The results show that the mean curvature values are well below the threshold of 3 m−1 [42], indicating that the planned trajectories are smooth and stable. Additionally, the variability in both the mean curvature and the curvature rate of change is moderate, with no extreme deviations except for a single outlier in the rate of curvature change. This consistency further supports the feasibility of the gaze-guided trajectories for real-world applications. The overall smoothness of the paths ensures natural motion, validating the effectiveness of the proposed method.
Robotic motion planning is constrained by maximum allowable angular velocities, which limit rotational speed and ensure mechanical stability during execution [44]. In this study, the mean rate of angular variation in the proposed trajectories was analyzed to assess compatibility with the Kinova JACO2 robotic arm. The average angular variation rate was found to be 0.5864 ± 0.0264 rad / s , which is well within the mechanical limits of the JACO2— 0.628 rad / s for joints 1–3 and 0.838 rad / s for joints 4–6. The overall smoothness of the paths ensures natural and stable motion, validating that the generated trajectories can be safely executed on low-cost robotic platforms without exceeding actuator constraints. These results further demonstrate the practicality of the proposed method for real-world robotic applications.

6. Limitations and Future Work

Although the proposed algorithm demonstrates robust performance in eye movement classification, the current participant group is limited to young adults aged 20–24. While this ensures visual and motor stability for initial validation, it does not reflect broader population diversity. Future studies will involve participants across different age groups and those with visual or motor impairments to assess generalizability. In addition, the current experiments were conducted in controlled indoor environments with stable lighting and simplified tasks. To further validate the robustness of the system, we plan to evaluate its performance under varying illumination conditions and in more realistic, complex interaction scenarios.
The current system faces several limitations, primarily related to the precision of the camera. When environmental lighting conditions are insufficient, the depth camera struggles to capture the full depth map of the scene, leading to missing depth data. This issue impacts the conversion of the gaze points to 3D points, which, in our experiments, has been identified as a key factor causing failure in robotic arm grasping tasks. Additionally, the eye-tracking trajectory was not filtered during the experiments. Previous studies have shown that applying Kalman filtering to eye movement data can significantly improve the performance of intent recognition tasks [45]. Furthermore, due to gaze drift, Kalman filtering can effectively eliminate erroneous points and enhance the robustness of the entire trajectory.
Future work will focus on two main directions:
  • Improving System Robustness: Efforts will be directed toward enhancing the robustness of the system. This includes applying filtering and compensation techniques to the camera’s point cloud data, as well as employing Kalman filtering and other advanced methods, such as Unscented Kalman Filtering, to filter eye-tracking data.
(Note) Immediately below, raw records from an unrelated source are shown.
impl ErrorEventLogger {
    pub fn new(logger: Logger) -> Self {
        Self {
            logger: logger.named("ERR"),
        }
    }

    /// Log an application error with full context
    pub async fn log_error(&self, error: &AppError, context: Option<&str>, correlation_id: Option<&str>) {
        let message = match context {
            Some(ctx) => format!("{}: {}", ctx, error),
            None => error.to_string(),
        };

        let mut builder = self.logger.error(&message).error_info(error);
        if let Some(id) = correlation_id {
            builder = builder.correlation_id(id);
        }
        if let Some(ctx) = context {
            builder = builder.field("context", ctx);
        }
        builder.log().await;
    }

    /// Log the error that aborted the whole run
    pub async fn log_abort(&self, error: &AppError) {
        self.logger
            .fatal(&format!("Run aborted: {}", error))
            .error_info(error)
            .log()
            .await;
    }
}

/// Global logger factory and management
pub struct LoggerFactory {
    config: Config,
    session_id: String,
}

impl LoggerFactory {
    pub fn new(config: Config) -> Self {
        Self {
            config,
            session_id: Uuid::new_v4().to_string(),
        }
    }

    /// Create a logger with a specific name and the session id
    pub async fn create_logger(&self, name: &str) -> Logger {
        let logger = Logger::with_config(name.to_string(), &self.config);
        logger.set_session_id(self.session_id.clone()).await;
        logger
    }

    pub fn session_id(&self) -> &str {
        &self.session_id
    }
}

/// Convenience macros for logging with location information
#[macro_export]
macro_rules! log_debug {
    ($logger:expr, $($arg:tt)*) => {
        $logger.debug(&format!($($arg)*))
            .location(file!(), line!(), Some(module_path!()))
            .log()
            .await
    };
}

#[macro_export]
macro_rules! log_info {
    ($logger:expr, $($arg:tt)*) => {
        $logger.info(&format!($($arg)*))
            .location(file!(), line!(), Some(module_path!()))
            .log()
            .await
    };
}

#[cfg(test)]
mod tests {
    use super::*;
    use std::str::FromStr;

    fn entry(level: LogLevel) -> LogEntry {
        LogEntry {
            timestamp: Utc::now(),
            level,
            message: "Test message".to_string(),
            logger: "TEST".to_string(),
            correlation_id: Some("0123456789abcdef".to_string()),
            fields: HashMap::new(),
            location: None,
        }
    }

    #[test]
    fn test_log_level_parsing() {
        assert_eq!(LogLevel::from_str("DEBUG").unwrap(), LogLevel::Debug);
        assert_eq!(LogLevel::from_str("info").unwrap(), LogLevel::Info);
        assert_eq!(LogLevel::from_str("warning").unwrap(), LogLevel::Warn);
        assert!(LogLevel::from_str("invalid").is_err());
    }

    #[test]
    fn test_log_level_ordering() {
        assert!(LogLevel::Trace < LogLevel::Debug);
        assert!(LogLevel::Debug < LogLevel::Info);
        assert!(LogLevel::Info < LogLevel::Warn);
        assert!(LogLevel::Warn < LogLevel::Error);
        assert!(LogLevel::Error < LogLevel::Fatal);
    }

    #[test]
    fn test_logger_with_config() {
        let config = Config {
            debug: true,
            enable_color: false,
            ..Default::default()
        };
        let logger = Logger::with_config("TEST".to_string(), &config);
        assert_eq!(logger.level(), LogLevel::Debug);
        assert!(!logger.use_color);
        assert!(logger.include_location);

        let quiet = Logger::with_config("TEST".to_string(), &Config::default());
        assert_eq!(quiet.level(), LogLevel::Warn);
        assert!(!quiet.would_log(LogLevel::Info));
        assert!(quiet.would_log(LogLevel::Warn));
    }

    #[tokio::test]
    async fn test_rank_logger_carries_rank_field() {
        let mut logger = Logger::new("TEST".to_string());
        logger.set_color(false);
        logger.set_format(LogFormat::Json);
        logger.set_session_id("session-1".to_string()).await;

        let ranked = logger.for_rank(3).await;
        let line = ranked.render(entry(LogLevel::Warn)).await.unwrap();
        let parsed: serde_json::Value = serde_json::from_str(&line).unwrap();

        assert_eq!(parsed["fields"]["rank"], 3);
        assert_eq!(parsed["fields"]["session_id"], "session-1");

        // The parent context is untouched.
        let parent = logger.render(entry(LogLevel::Warn)).await.unwrap();
        assert!(!parent.contains("\"rank\""));
    }

    #[tokio::test]
    async fn test_level_filtering() {
        let mut logger = Logger::silent("TEST");
        assert!(logger.render(entry(LogLevel::Error)).await.is_none());
        assert!(logger.render(entry(LogLevel::Fatal)).await.is_some());

        logger.set_level(LogLevel::Warn);
        assert!(logger.render(entry(LogLevel::Warn)).await.is_some());
        assert!(logger.render(entry(LogLevel::Info)).await.is_none());
    }

    #[tokio::test]
    async fn test_operation_correlation() {
        let logger = Logger::silent("TEST");
        let correlation_id = logger.start_operation("pairing").await;
        assert!(!correlation_id.is_empty());
        assert_eq!(logger.current_correlation_id().await, Some(correlation_id.clone()));
        logger.end_operation(&correlation_id, "pairing", true).await;
        assert!(logger.current_correlation_id().await.is_none());
    }

    #[test]
    fn test_log_formats() {
        let mut logger = Logger::new("TEST".to_string());
        logger.set_color(false);

        let mut e = entry(LogLevel::Info);
        e.fields.insert("rank".to_string(), serde_json::Value::from(2));

        let console = logger.format_console(&e);
        assert!(console.contains("INFO"));
        assert!(console.contains("Test message"));
        assert!(console.contains("[01234567]"));
        assert!(console.contains("rank=2"));

        let json = logger.format_json(&e);
        assert!(json.starts_with('{') && json.ends_with('}'));

        let compact = logger.format_compact(&e);
        assert!(compact.contains("I r2 TEST: Test message"));
    }

    #[tokio::test]
    async fn test_specialized_loggers() {
        let base = Logger::silent("TEST");

        let measurement = MeasurementLogger::new(base.clone());
        assert_eq!(measurement.logger().name(), "MEAS");
        measurement
            .log_pairing_complete(0, 1, 1, true, &PairingStats::default())
            .await;
        measurement.log_stage_skipped(0, 0).await;
        measurement
            .log_rank_summary(3, 1, 0, std::time::Duration::from_millis(5))
            .await;

        let transport = TransportLogger::new(base.clone());
        assert_eq!(transport.logger().name(), "NET");
        transport.log_connection(1, "127.0.0.1:7001", false, Some("refused")).await;
        transport.log_transaction_error(1, "tx", "injected").await;

        let errors = ErrorEventLogger::new(base);
        let error = AppError::transport(1, "exchange", "peer hung up");
        errors.log_error(&error, Some("stage 2"), None).await;
        errors.log_abort(&error).await;
    }

    #[tokio::test]
    async fn test_logger_factory() {
        let factory = LoggerFactory::new(Config::default());
        let logger = factory.create_logger("APP").await;
        assert_eq!(logger.name(), "APP");
        assert!(!factory.session_id().is_empty());
    }

    #[test]
    fn test_log_entry_serialization() {
        let e = entry(LogLevel::Info);
        let json = serde_json::to_string(&e).unwrap();
        let back: LogEntry = serde_json::from_str(&json).unwrap();
        assert_eq!(back.level, LogLevel::Info);
        assert_eq!(back.logger, "TEST");
    }
}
These techniques will help eliminate errors introduced by gaze drift, improving the system’s overall robustness and accuracy.
  • Enhancing Model Capabilities with HMM: The second direction involves leveraging Hidden Markov Models (HMMs) to address evaluation challenges. Specifically, different models will be trained for various eye-tracking trajectories, enabling the system to perform different tasks based on the classified gaze behaviors. While the current approach relies primarily on the decoding capabilities of HMM for classifying eye movements in trajectories, future work will explore combining the two capabilities—trajectory filtering and gaze intent recognition—toward expanding the range of possible applications for this system.

7. Conclusions

This study presented a novel approach to enhancing robotic grasp path planning using a Gaussian Mixture Model–Hidden Markov Model (GMM-HMM) algorithm integrated with gaze-based interaction. By addressing the limitations of existing ternary eye movement classification methods, the proposed GMM-HMM framework achieved superior accuracy, precision, and recall, enabling the robust classification of fixation, saccades, and smooth pursuit behaviors. The integration of gaze trajectory-based interaction with a robotic arm system eliminated the need for prolonged fixation or static target selection, offering an intuitive and efficient solution for human–computer interaction. Experimental evaluations demonstrated the system’s ability to achieve dynamic path planning with an average planning time of 2.97 ms, significantly outperforming conventional algorithms such as A* and Dijkstra. Additionally, the proposed system maintained high success rates and smooth motion trajectories across obstacle-free and complex environments, validating its feasibility for real-time applications. Key performance metrics, such as trajectory curvature and angular variation rates, confirmed the stability and adaptability of the planned paths.
This work bridges the gap between gaze behavior recognition and practical robotic control, establishing a robust and time-efficient framework for gaze-guided robotic systems. The proposed solution holds great potential for advancing assistive robotics and dynamic HCI applications, with the adaptability to meet the demands of complex, real-world scenarios.

Author Contributions

Conceptualization, J.X.; methodology, J.X.; validation, J.X. and R.C.; investigation, R.C.; resources, Z.Z.; data curation, Z.L., J.Z. and J.H.; formal analysis, Z.L., J.Z. and J.H.; writing—original draft preparation, J.X.; writing—review and editing, R.C., Z.Z.; visualization, J.X.; supervision, Z.Z.; project administration, Z.Z. All authors have read and agreed to the published version of the manuscript.

Funding

This work is also supported by Anhui Provincial Natural Science Foundation No. 2408085MA016 and Anhui Provincial Teaching Research Foundation by No. 2023xkcszkc07.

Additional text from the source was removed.